◆ **Record set**
++++++++++

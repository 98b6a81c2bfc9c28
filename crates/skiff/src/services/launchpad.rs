//! Meme-token launch service. The REST side signs the launch parameters;
//! the factory contract on chain verifies that signature when the account
//! submits the creation call.

use alloy::{
    primitives::{Address, Bytes, U256},
    sol,
    sol_types::SolCall as _,
};
use eyre::Context as _;
use serde_json::{json, Value};
use std::time::Duration;

const LAUNCHPAD_TIMEOUT: Duration = Duration::from_secs(20);

sol! {
    contract ITokenFactory {
        function createToken(bytes createArg, bytes sign) external payable;
    }
}

#[derive(Debug, Clone)]
pub struct LaunchRequest {
    pub name: String,
    pub symbol: String,
    pub description: String,
    pub creator: Address,
    pub chain_id: u64,
    /// Optional creator buy-in, in native base units, executed atomically
    /// with the launch.
    pub initial_buy_base: U256,
}

/// Signed launch parameters returned by the service, ready for the factory.
#[derive(Debug, Clone)]
pub struct LaunchTicket {
    pub create_arg: Bytes,
    pub signature: Bytes,
    pub value: U256,
    pub predicted_address: Option<Address>,
}

pub fn create_token_calldata(ticket: &LaunchTicket) -> Bytes {
    Bytes::from(
        ITokenFactory::createTokenCall {
            createArg: ticket.create_arg.clone(),
            sign: ticket.signature.clone(),
        }
        .abi_encode(),
    )
}

#[derive(Debug, Clone)]
pub struct LaunchpadClient {
    base_url: String,
    client: reqwest::Client,
}

impl LaunchpadClient {
    pub fn new(base_url: &str) -> eyre::Result<Self> {
        let client = reqwest::Client::builder()
            .timeout(LAUNCHPAD_TIMEOUT)
            .build()
            .context("build launchpad http client")?;
        Ok(Self {
            base_url: base_url.trim_end_matches('/').to_owned(),
            client,
        })
    }

    pub async fn prepare_launch(&self, req: &LaunchRequest) -> eyre::Result<LaunchTicket> {
        let url = format!("{}/v1/tokens", self.base_url);
        let body = json!({
            "name": req.name,
            "symbol": req.symbol,
            "description": req.description,
            "creator": req.creator.to_string(),
            "chain_id": req.chain_id,
            "initial_buy": req.initial_buy_base.to_string(),
        });
        let resp = self
            .client
            .post(url)
            .json(&body)
            .send()
            .await
            .context("launchpad request")?;
        let status = resp.status();
        let v: Value = resp.json().await.context("decode launchpad response")?;
        if !status.is_success() {
            let msg = v
                .get("message")
                .and_then(Value::as_str)
                .unwrap_or("launch rejected");
            eyre::bail!("launchpad refused the token (http {status}): {msg}");
        }

        let data = v.get("data").unwrap_or(&v);
        let create_arg: Bytes = data
            .get("create_arg")
            .and_then(Value::as_str)
            .ok_or_else(|| eyre::eyre!("launchpad response missing create_arg"))?
            .parse()
            .context("parse create_arg")?;
        let signature: Bytes = data
            .get("signature")
            .and_then(Value::as_str)
            .ok_or_else(|| eyre::eyre!("launchpad response missing signature"))?
            .parse()
            .context("parse launch signature")?;
        let value = data
            .get("value")
            .and_then(Value::as_str)
            .map(|s| s.parse::<U256>().context("parse launch value"))
            .transpose()?
            .unwrap_or(req.initial_buy_base);
        let predicted_address = data
            .get("token_address")
            .and_then(Value::as_str)
            .map(|s| s.parse::<Address>().context("parse predicted token address"))
            .transpose()?;

        Ok(LaunchTicket {
            create_arg,
            signature,
            value,
            predicted_address,
        })
    }
}

#[cfg(test)]
mod tests {
    use super::*;

    #[test]
    fn create_token_calldata_embeds_both_payloads() {
        let ticket = LaunchTicket {
            create_arg: Bytes::from(vec![0x11; 8]),
            signature: Bytes::from(vec![0x22; 65]),
            value: U256::ZERO,
            predicted_address: None,
        };
        let data = create_token_calldata(&ticket);
        assert!(data.len() > 4 + 8 + 65, "selector + offsets + payloads");
    }
}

++++++++++

◆ **Task details**
The lines to copy are those above that contain "struct".

◆ **Solution for this problem**
pub struct LaunchRequest {
pub struct LaunchTicket {
pub struct LaunchpadClient {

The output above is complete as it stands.